● EXERCISE OBJECTIVE
Restate the records below word for word.

● Extracted records
━━━━━━━━━━

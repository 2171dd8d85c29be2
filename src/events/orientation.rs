//! Device orientation input and its permission flow.
//!
//! Platforms that gate sensor access behind `DeviceOrientationEvent.requestPermission`
//! must call it from inside a user gesture. The decision is persisted so the
//! prompt is shown at most once.

use super::{EventContext, Listeners};
use crate::constants::{ORIENTATION_ALLOW_ID, ORIENTATION_DENY_ID, ORIENTATION_PROMPT_ID};
use crate::dom;
use crate::storage::LocalStorage;
use effect_core::{OrientationAccess, OrientationReading, PermissionFlag, PermissionStore};
use js_sys::{Function, Promise, Reflect};
use std::cell::Cell;
use std::rc::Rc;
use wasm_bindgen::{JsCast, JsValue};
use wasm_bindgen_futures::{spawn_local, JsFuture};
use web_sys as web;

fn permission_api() -> Option<(JsValue, Function)> {
    let ctor = Reflect::get(&js_sys::global(), &JsValue::from_str("DeviceOrientationEvent")).ok()?;
    if ctor.is_undefined() {
        return None;
    }
    let request = Reflect::get(&ctor, &JsValue::from_str("requestPermission"))
        .ok()?
        .dyn_into::<Function>()
        .ok()?;
    Some((ctor, request))
}

/// Must run synchronously inside a user gesture handler.
fn begin_request() -> anyhow::Result<Promise> {
    let (ctor, request) =
        permission_api().ok_or_else(|| anyhow::anyhow!("requestPermission unavailable"))?;
    request
        .call0(&ctor)
        .map_err(|e| anyhow::anyhow!("{:?}", e))?
        .dyn_into::<Promise>()
        .map_err(|e| anyhow::anyhow!("{:?}", e))
}

fn settle(ctx: &EventContext, promise: Promise) {
    let ctx = ctx.clone();
    spawn_local(async move {
        let granted = match JsFuture::from(promise).await {
            Ok(v) => v.as_string().as_deref() == Some("granted"),
            Err(e) => {
                log::warn!("[orientation] permission request failed: {:?}", e);
                false
            }
        };
        let flag = if granted {
            PermissionFlag::Granted
        } else {
            PermissionFlag::Denied
        };
        PermissionStore::new(LocalStorage).record(flag);
        log::info!("[orientation] permission {:?}", flag);
        if ctx.alive() {
            ctx.engine.borrow_mut().set_orientation_enabled(granted);
        }
    });
}

fn request_now(ctx: &EventContext) {
    match begin_request() {
        Ok(promise) => settle(ctx, promise),
        Err(e) => log::warn!("[orientation] {}", e),
    }
}

fn reading(ev: &web::Event) -> OrientationReading {
    match ev.dyn_ref::<web::DeviceOrientationEvent>() {
        Some(ev) => OrientationReading {
            alpha: ev.alpha(),
            beta: ev.beta(),
            gamma: ev.gamma(),
        },
        None => OrientationReading::default(),
    }
}

pub fn wire(ctx: &EventContext, listeners: &mut Listeners) {
    let target: &web::EventTarget = ctx.window.as_ref();
    let c = ctx.clone();
    listeners.add(target, "deviceorientation", move |ev| {
        if !c.alive() {
            return;
        }
        let now = c.clock.now_ms();
        c.engine.borrow_mut().orientation(reading(&ev), now);
    });

    let requires_gesture = permission_api().is_some();
    let flag = PermissionStore::new(LocalStorage).load();
    let access = OrientationAccess::decide(requires_gesture, flag);
    log::info!("[orientation] access {:?} (stored {:?})", access, flag);

    match access {
        OrientationAccess::Enabled => ctx.engine.borrow_mut().set_orientation_enabled(true),
        OrientationAccess::Disabled => {}
        OrientationAccess::RequestOnGesture => {
            // ask once on the first gesture; later gestures are ignored
            let asked = Rc::new(Cell::new(false));
            for event in ["pointerdown", "touchend"] {
                let c = ctx.clone();
                let asked = asked.clone();
                listeners.add(target, event, move |_ev| {
                    if asked.replace(true) || !c.alive() {
                        return;
                    }
                    request_now(&c);
                });
            }
        }
        OrientationAccess::Prompt => {
            dom::set_hidden(&ctx.document, ORIENTATION_PROMPT_ID, false);
            if let Some(allow) = ctx.document.get_element_by_id(ORIENTATION_ALLOW_ID) {
                let c = ctx.clone();
                listeners.add(allow.as_ref(), "click", move |_ev| {
                    if !c.alive() {
                        return;
                    }
                    dom::set_hidden(&c.document, ORIENTATION_PROMPT_ID, true);
                    request_now(&c);
                });
            }
            if let Some(deny) = ctx.document.get_element_by_id(ORIENTATION_DENY_ID) {
                let c = ctx.clone();
                listeners.add(deny.as_ref(), "click", move |_ev| {
                    if !c.alive() {
                        return;
                    }
                    dom::set_hidden(&c.document, ORIENTATION_PROMPT_ID, true);
                    PermissionStore::new(LocalStorage).record(PermissionFlag::Denied);
                    log::info!("[orientation] declined by user");
                });
            }
        }
    }
}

━━━━━━━━━━

● ANSWER
repository 2171dd8d85c29be2
filename src/events/orientation.rs
//! Device orientation input and its permission flow.
//!
//! Platforms that gate sensor access behind `DeviceOrientationEvent.requestPermission`
//! must call it from inside a user gesture. The decision is persisted so the
//! prompt is shown at most once.

use super::{EventContext, Listeners};
use crate::constants::{ORIENTATION_ALLOW_ID, ORIENTATION_DENY_ID, ORIENTATION_PROMPT_ID};
use crate::dom;
use crate::storage::LocalStorage;
use effect_core::{OrientationAccess, OrientationReading, PermissionFlag, PermissionStore};
use js_sys::{Function, Promise, Reflect};
use std::cell::Cell;
use std::rc::Rc;
use wasm_bindgen::{JsCast, JsValue};
use wasm_bindgen_futures::{spawn_local, JsFuture};
use web_sys as web;

fn permission_api() -> Option<(JsValue, Function)> {
    let ctor = Reflect::get(&js_sys::global(), &JsValue::from_str("DeviceOrientationEvent")).ok()?;
    if ctor.is_undefined() {
        return None;
    }
    let request = Reflect::get(&ctor, &JsValue::from_str("requestPermission"))
        .ok()?
        .dyn_into::<Function>()
        .ok()?;
    Some((ctor, request))
}

/// Must run synchronously inside a user gesture handler.
fn begin_request() -> anyhow::Result<Promise> {
    let (ctor, request) =
        permission_api().ok_or_else(|| anyhow::anyhow!("requestPermission unavailable"))?;
    request
        .call0(&ctor)
        .map_err(|e| anyhow::anyhow!("{:?}", e))?
        .dyn_into::<Promise>()
        .map_err(|e| anyhow::anyhow!("{:?}", e))
}

fn settle(ctx: &EventContext, promise: Promise) {
    let ctx = ctx.clone();
    spawn_local(async move {
        let granted = match JsFuture::from(promise).await {
            Ok(v) => v.as_string().as_deref() == Some("granted"),
            Err(e) => {
                log::warn!("[orientation] permission request failed: {:?}", e);
                false
            }
        };
        let flag = if granted {
            PermissionFlag::Granted
        } else {
            PermissionFlag::Denied
        };
        PermissionStore::new(LocalStorage).record(flag);
        log::info!("[orientation] permission {:?}", flag);
        if ctx.alive() {
            ctx.engine.borrow_mut().set_orientation_enabled(granted);
        }
    });
}

fn request_now(ctx: &EventContext) {
    match begin_request() {
        Ok(promise) => settle(ctx, promise),
        Err(e) => log::warn!("[orientation] {}", e),
    }
}

fn reading(ev: &web::Event) -> OrientationReading {
    match ev.dyn_ref::<web::DeviceOrientationEvent>() {
        Some(ev) => OrientationReading {
            alpha: ev.alpha(),
            beta: ev.beta(),
            gamma: ev.gamma(),
        },
        None => OrientationReading::default(),
    }
}

pub fn wire(ctx: &EventContext, listeners: &mut Listeners) {
    let target: &web::EventTarget = ctx.window.as_ref();
    let c = ctx.clone();
    listeners.add(target, "deviceorientation", move |ev| {
        if !c.alive() {
            return;
        }
        let now = c.clock.now_ms();
        c.engine.borrow_mut().orientation(reading(&ev), now);
    });

    let requires_gesture = permission_api().is_some();
    let flag = PermissionStore::new(LocalStorage).load();
    let access = OrientationAccess::decide(requires_gesture, flag);
    log::info!("[orientation] access {:?} (stored {:?})", access, flag);

    match access {
        OrientationAccess::Enabled => ctx.engine.borrow_mut().set_orientation_enabled(true),
        OrientationAccess::Disabled => {}
        OrientationAccess::RequestOnGesture => {
            // ask once on the first gesture; later gestures are ignored
            let asked = Rc::new(Cell::new(false));
            for event in ["pointerdown", "touchend"] {
                let c = ctx.clone();
                let asked = asked.clone();
                listeners.add(target, event, move |_ev| {
                    if asked.replace(true) || !c.alive() {
                        return;
                    }
                    request_now(&c);
                });
            }
        }
        OrientationAccess::Prompt => {
            dom::set_hidden(&ctx.document, ORIENTATION_PROMPT_ID, false);
            if let Some(allow) = ctx.document.get_element_by_id(ORIENTATION_ALLOW_ID) {
                let c = ctx.clone();
                listeners.add(allow.as_ref(), "click", move |_ev| {
                    if !c.alive() {
                        return;
                    }
                    dom::set_hidden(&c.document, ORIENTATION_PROMPT_ID, true);
                    request_now(&c);
                });
            }
            if let Some(deny) = ctx.document.get_element_by_id(ORIENTATION_DENY_ID) {
                let c = ctx.clone();
                listeners.add(deny.as_ref(), "click", move |_ev| {
                    if !c.alive() {
                        return;
                    }
                    dom::set_hidden(&c.document, ORIENTATION_PROMPT_ID, true);
                    PermissionStore::new(LocalStorage).record(PermissionFlag::Denied);
                    log::info!("[orientation] declined by user");
                });
            }
        }
    }
}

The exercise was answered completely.